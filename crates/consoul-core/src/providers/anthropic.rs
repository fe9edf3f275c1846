use super::provider::{
    LlmProvider, LlmResponse, Message, ProviderErrorKind, Role, StreamChunk, TokenUsage, ToolCall,
};
use crate::tools::tool::ToolDef;
use anyhow::Result;
use async_trait::async_trait;
use futures_util::StreamExt;
use reqwest::Client;
use serde_json::{json, Value};
use tokio::sync::mpsc;

pub struct AnthropicProvider {
    client: Client,
    base_url: String,
    api_key: String,
    model: String,
}

impl AnthropicProvider {
    pub fn new(
        base_url: impl Into<String>,
        api_key: impl Into<String>,
        model: impl Into<String>,
    ) -> Self {
        Self {
            client: Client::new(),
            base_url: base_url.into(),
            api_key: api_key.into(),
            model: model.into(),
        }
    }
}

fn build_anthropic_messages(messages: &[Message]) -> (Option<String>, Vec<Value>) {
    let mut system_parts = Vec::new();
    let mut msgs = Vec::new();

    for m in messages {
        match m.role {
            Role::System => system_parts.push(m.content.clone()),
            Role::User => msgs.push(json!({ "role": "user", "content": m.content })),
            Role::Assistant => msgs.push(json!({ "role": "assistant", "content": m.content })),
            Role::Tool => {
                // Anthropic tool results go as user messages with tool_result content blocks
                let id = m.tool_call_id.clone().unwrap_or_default();
                msgs.push(json!({
                    "role": "user",
                    "content": [{
                        "type": "tool_result",
                        "tool_use_id": id,
                        "content": m.content
                    }]
                }));
            }
        }
    }

    let system = if system_parts.is_empty() {
        None
    } else {
        Some(system_parts.join("\n"))
    };

    (system, msgs)
}

fn build_anthropic_tools(tools: &[ToolDef]) -> Vec<Value> {
    tools
        .iter()
        .map(|t| {
            json!({
                "name": t.name,
                "description": t.description,
                "input_schema": t.parameters
            })
        })
        .collect()
}

#[async_trait]
impl LlmProvider for AnthropicProvider {
    async fn complete(&self, messages: &[Message], tools: &[ToolDef]) -> Result<LlmResponse> {
        let (tx, mut rx) = mpsc::channel(256);
        self.stream_complete(messages, tools, tx).await?;

        let mut content = String::new();
        let mut tool_calls = Vec::new();
        let mut usage = TokenUsage { input_tokens: 0, output_tokens: 0 };

        while let Some(chunk) = rx.recv().await {
            match chunk {
                StreamChunk::Delta { text } => content.push_str(&text),
                StreamChunk::ToolCallReady { call } => tool_calls.push(call),
                StreamChunk::Done { usage: u } => usage = u,
            }
        }

        if !tool_calls.is_empty() {
            Ok(LlmResponse::ToolCalls { calls: tool_calls, usage })
        } else {
            Ok(LlmResponse::Message { content, usage })
        }
    }

    async fn stream_complete(
        &self,
        messages: &[Message],
        tools: &[ToolDef],
        tx: mpsc::Sender<StreamChunk>,
    ) -> Result<()> {
        let (system, msgs) = build_anthropic_messages(messages);
        let tools_val = build_anthropic_tools(tools);

        let mut body = json!({
            "model": self.model,
            "max_tokens": 8096,
            "messages": msgs,
            "stream": true
        });

        if let Some(sys) = system {
            body["system"] = json!(sys);
        }
        if !tools_val.is_empty() {
            body["tools"] = json!(tools_val);
        }

        let url = format!("{}/v1/messages", self.base_url.trim_end_matches('/'));
        let resp = self
            .client
            .post(&url)
            .header("x-api-key", &self.api_key)
            .header("anthropic-version", "2023-06-01")
            .header("content-type", "application/json")
            .json(&body)
            .send()
            .await?;

        if !resp.status().is_success() {
            let status = resp.status();
            let body_text = resp.text().await.unwrap_or_default();
            let kind = match status.as_u16() {
                401 | 403 => ProviderErrorKind::Auth,
                429 => ProviderErrorKind::RateLimit,
                _ => ProviderErrorKind::Transport,
            };
            let _ = tx
                .send(StreamChunk::Error {
                    kind,
                    message: format!("status {status}: {body_text}"),
                    partial_text: None,
                })
                .await;
            return Ok(());
        }

        // Accumulate tool use blocks: index -> (id, name, args_json)
        let mut tool_blocks: std::collections::HashMap<usize, (String, String, String)> =
            std::collections::HashMap::new();
        let mut current_block_idx: Option<usize> = None;
        let mut partial_text = String::new();
        let mut byte_stream = resp.bytes_stream();
        let mut leftover = String::new();

        while let Some(chunk) = byte_stream.next().await {
            let bytes = match chunk {
                Ok(b) => b,
                Err(e) => {
                    let _ = tx
                        .send(StreamChunk::Error {
                            kind: ProviderErrorKind::Transport,
                            message: e.to_string(),
                            partial_text: (!partial_text.is_empty()).then(|| partial_text.clone()),
                        })
                        .await;
                    return Ok(());
                }
            };
            leftover.push_str(&String::from_utf8_lossy(&bytes));

            while let Some(pos) = leftover.find('\n') {
                let line = leftover[..pos].trim_end_matches('\r').to_string();
                leftover = leftover[pos + 1..].to_string();

                if line.starts_with("event: ") {
                    // track event type via next data line — handled below
                    continue;
                }

                if !line.starts_with("data: ") {
                    continue;
                }

                let data = &line["data: ".len()..];
                let ev: Value = match serde_json::from_str(data) {
                    Ok(v) => v,
                    Err(_) => continue,
                };

                let ev_type = ev["type"].as_str().unwrap_or("");

                match ev_type {
                    "content_block_start" => {
                        let idx = ev["index"].as_u64().unwrap_or(0) as usize;
                        let block = &ev["content_block"];
                        if block["type"].as_str() == Some("tool_use") {
                            let id = block["id"].as_str().unwrap_or("").to_string();
                            let name = block["name"].as_str().unwrap_or("").to_string();
                            tool_blocks.insert(idx, (id, name, String::new()));
                            current_block_idx = Some(idx);
                        } else {
                            current_block_idx = None;
                        }
                    }
                    "content_block_delta" => {
                        let idx = ev["index"].as_u64().unwrap_or(0) as usize;
                        let delta = &ev["delta"];
                        let delta_type = delta["type"].as_str().unwrap_or("");

                        if delta_type == "text_delta" {
                            if let Some(text) = delta["text"].as_str() {
                                if !text.is_empty() {
                                    partial_text.push_str(text);
                                    let _ = tx.send(StreamChunk::Delta { text: text.to_string() }).await;
                                }
                            }
                        } else if delta_type == "input_json_delta" {
                            if let Some(partial) = delta["partial_json"].as_str() {
                                if let Some(entry) = tool_blocks.get_mut(&idx) {
                                    entry.2.push_str(partial);
                                }
                            }
                        }
                        let _ = current_block_idx; // suppress warning
                    }
                    "content_block_stop" => {
                        let idx = ev["index"].as_u64().unwrap_or(0) as usize;
                        if let Some((id, name, args_str)) = tool_blocks.remove(&idx) {
                            let args: Value =
                                serde_json::from_str(&args_str).unwrap_or(json!({}));
                            let _ = tx
                                .send(StreamChunk::ToolCallReady {
                                    call: ToolCall { id, name, args, thought_signature: None },
                                })
                                .await;
                        }
                    }
                    "message_delta" => {
                        if let Some(usage) = ev.get("usage") {
                            let tok = TokenUsage {
                                input_tokens: ev["usage"]["input_tokens"]
                                    .as_u64()
                                    .unwrap_or(0) as u32,
                                output_tokens: usage["output_tokens"].as_u64().unwrap_or(0) as u32,
                            };
                            let _ = tx.send(StreamChunk::Done { usage: tok }).await;
                        }
                    }
                    "message_start" => {
                        // initial usage (input tokens)
                        // we'll get final usage in message_delta
                    }
                    _ => {}
                }
            }
        }

        Ok(())
    }
}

_WORK TO BE COMPLETED_:
Line by line, print the listing above exactly.

_ANSWER TO THE PROBLEM_:
filename crates/consoul-core/src/providers/anthropic.rs
repository fe9edf3f275c1846
use super::provider::{
    LlmProvider, LlmResponse, Message, ProviderErrorKind, Role, StreamChunk, TokenUsage, ToolCall,
};
use crate::tools::tool::ToolDef;
use anyhow::Result;
use async_trait::async_trait;
use futures_util::StreamExt;
use reqwest::Client;
use serde_json::{json, Value};
use tokio::sync::mpsc;

pub struct AnthropicProvider {
    client: Client,
    base_url: String,
    api_key: String,
    model: String,
}

impl AnthropicProvider {
    pub fn new(
        base_url: impl Into<String>,
        api_key: impl Into<String>,
        model: impl Into<String>,
    ) -> Self {
        Self {
            client: Client::new(),
            base_url: base_url.into(),
            api_key: api_key.into(),
            model: model.into(),
        }
    }
}

fn build_anthropic_messages(messages: &[Message]) -> (Option<String>, Vec<Value>) {
    let mut system_parts = Vec::new();
    let mut msgs = Vec::new();

    for m in messages {
        match m.role {
            Role::System => system_parts.push(m.content.clone()),
            Role::User => msgs.push(json!({ "role": "user", "content": m.content })),
            Role::Assistant => msgs.push(json!({ "role": "assistant", "content": m.content })),
            Role::Tool => {
                // Anthropic tool results go as user messages with tool_result content blocks
                let id = m.tool_call_id.clone().unwrap_or_default();
                msgs.push(json!({
                    "role": "user",
                    "content": [{
                        "type": "tool_result",
                        "tool_use_id": id,
                        "content": m.content
                    }]
                }));
            }
        }
    }

    let system = if system_parts.is_empty() {
        None
    } else {
        Some(system_parts.join("\n"))
    };

    (system, msgs)
}

fn build_anthropic_tools(tools: &[ToolDef]) -> Vec<Value> {
    tools
        .iter()
        .map(|t| {
            json!({
                "name": t.name,
                "description": t.description,
                "input_schema": t.parameters
            })
        })
        .collect()
}

#[async_trait]
impl LlmProvider for AnthropicProvider {
    async fn complete(&self, messages: &[Message], tools: &[ToolDef]) -> Result<LlmResponse> {
        let (tx, mut rx) = mpsc::channel(256);
        self.stream_complete(messages, tools, tx).await?;

        let mut content = String::new();
        let mut tool_calls = Vec::new();
        let mut usage = TokenUsage { input_tokens: 0, output_tokens: 0 };

        while let Some(chunk) = rx.recv().await {
            match chunk {
                StreamChunk::Delta { text } => content.push_str(&text),
                StreamChunk::ToolCallReady { call } => tool_calls.push(call),
                StreamChunk::Done { usage: u } => usage = u,
            }
        }

        if !tool_calls.is_empty() {
            Ok(LlmResponse::ToolCalls { calls: tool_calls, usage })
        } else {
            Ok(LlmResponse::Message { content, usage })
        }
    }

    async fn stream_complete(
        &self,
        messages: &[Message],
        tools: &[ToolDef],
        tx: mpsc::Sender<StreamChunk>,
    ) -> Result<()> {
        let (system, msgs) = build_anthropic_messages(messages);
        let tools_val = build_anthropic_tools(tools);

        let mut body = json!({
            "model": self.model,
            "max_tokens": 8096,
            "messages": msgs,
            "stream": true
        });

        if let Some(sys) = system {
            body["system"] = json!(sys);
        }
        if !tools_val.is_empty() {
            body["tools"] = json!(tools_val);
        }

        let url = format!("{}/v1/messages", self.base_url.trim_end_matches('/'));
        let resp = self
            .client
            .post(&url)
            .header("x-api-key", &self.api_key)
            .header("anthropic-version", "2023-06-01")
            .header("content-type", "application/json")
            .json(&body)
            .send()
            .await?;

        if !resp.status().is_success() {
            let status = resp.status();
            let body_text = resp.text().await.unwrap_or_default();
            let kind = match status.as_u16() {
                401 | 403 => ProviderErrorKind::Auth,
                429 => ProviderErrorKind::RateLimit,
                _ => ProviderErrorKind::Transport,
            };
            let _ = tx
                .send(StreamChunk::Error {
                    kind,
                    message: format!("status {status}: {body_text}"),
                    partial_text: None,
                })
                .await;
            return Ok(());
        }

        // Accumulate tool use blocks: index -> (id, name, args_json)
        let mut tool_blocks: std::collections::HashMap<usize, (String, String, String)> =
            std::collections::HashMap::new();
        let mut current_block_idx: Option<usize> = None;
        let mut partial_text = String::new();
        let mut byte_stream = resp.bytes_stream();
        let mut leftover = String::new();

        while let Some(chunk) = byte_stream.next().await {
            let bytes = match chunk {
                Ok(b) => b,
                Err(e) => {
                    let _ = tx
                        .send(StreamChunk::Error {
                            kind: ProviderErrorKind::Transport,
                            message: e.to_string(),
                            partial_text: (!partial_text.is_empty()).then(|| partial_text.clone()),
                        })
                        .await;
                    return Ok(());
                }
            };
            leftover.push_str(&String::from_utf8_lossy(&bytes));

            while let Some(pos) = leftover.find('\n') {
                let line = leftover[..pos].trim_end_matches('\r').to_string();
                leftover = leftover[pos + 1..].to_string();

                if line.starts_with("event: ") {
                    // track event type via next data line — handled below
                    continue;
                }

                if !line.starts_with("data: ") {
                    continue;
                }

                let data = &line["data: ".len()..];
                let ev: Value = match serde_json::from_str(data) {
                    Ok(v) => v,
                    Err(_) => continue,
                };

                let ev_type = ev["type"].as_str().unwrap_or("");

                match ev_type {
                    "content_block_start" => {
                        let idx = ev["index"].as_u64().unwrap_or(0) as usize;
                        let block = &ev["content_block"];
                        if block["type"].as_str() == Some("tool_use") {
                            let id = block["id"].as_str().unwrap_or("").to_string();
                            let name = block["name"].as_str().unwrap_or("").to_string();
                            tool_blocks.insert(idx, (id, name, String::new()));
                            current_block_idx = Some(idx);
                        } else {
                            current_block_idx = None;
                        }
                    }
                    "content_block_delta" => {
                        let idx = ev["index"].as_u64().unwrap_or(0) as usize;
                        let delta = &ev["delta"];
                        let delta_type = delta["type"].as_str().unwrap_or("");

                        if delta_type == "text_delta" {
                            if let Some(text) = delta["text"].as_str() {
                                if !text.is_empty() {
                                    partial_text.push_str(text);
                                    let _ = tx.send(StreamChunk::Delta { text: text.to_string() }).await;
                                }
                            }
                        } else if delta_type == "input_json_delta" {
                            if let Some(partial) = delta["partial_json"].as_str() {
                                if let Some(entry) = tool_blocks.get_mut(&idx) {
                                    entry.2.push_str(partial);
                                }
                            }
                        }
                        let _ = current_block_idx; // suppress warning
                    }
                    "content_block_stop" => {
                        let idx = ev["index"].as_u64().unwrap_or(0) as usize;
                        if let Some((id, name, args_str)) = tool_blocks.remove(&idx) {
                            let args: Value =
                                serde_json::from_str(&args_str).unwrap_or(json!({}));
                            let _ = tx
                                .send(StreamChunk::ToolCallReady {
                                    call: ToolCall { id, name, args, thought_signature: None },
                                })
                                .await;
                        }
                    }
                    "message_delta" => {
                        if let Some(usage) = ev.get("usage") {
                            let tok = TokenUsage {
                                input_tokens: ev["usage"]["input_tokens"]
                                    .as_u64()
                                    .unwrap_or(0) as u32,
                                output_tokens: usage["output_tokens"].as_u64().unwrap_or(0) as u32,
                            };
                            let _ = tx.send(StreamChunk::Done { usage: tok }).await;
                        }
                    }
                    "message_start" => {
                        // initial usage (input tokens)
                        // we'll get final usage in message_delta
                    }
                    _ => {}
                }
            }
        }

        Ok(())
    }
}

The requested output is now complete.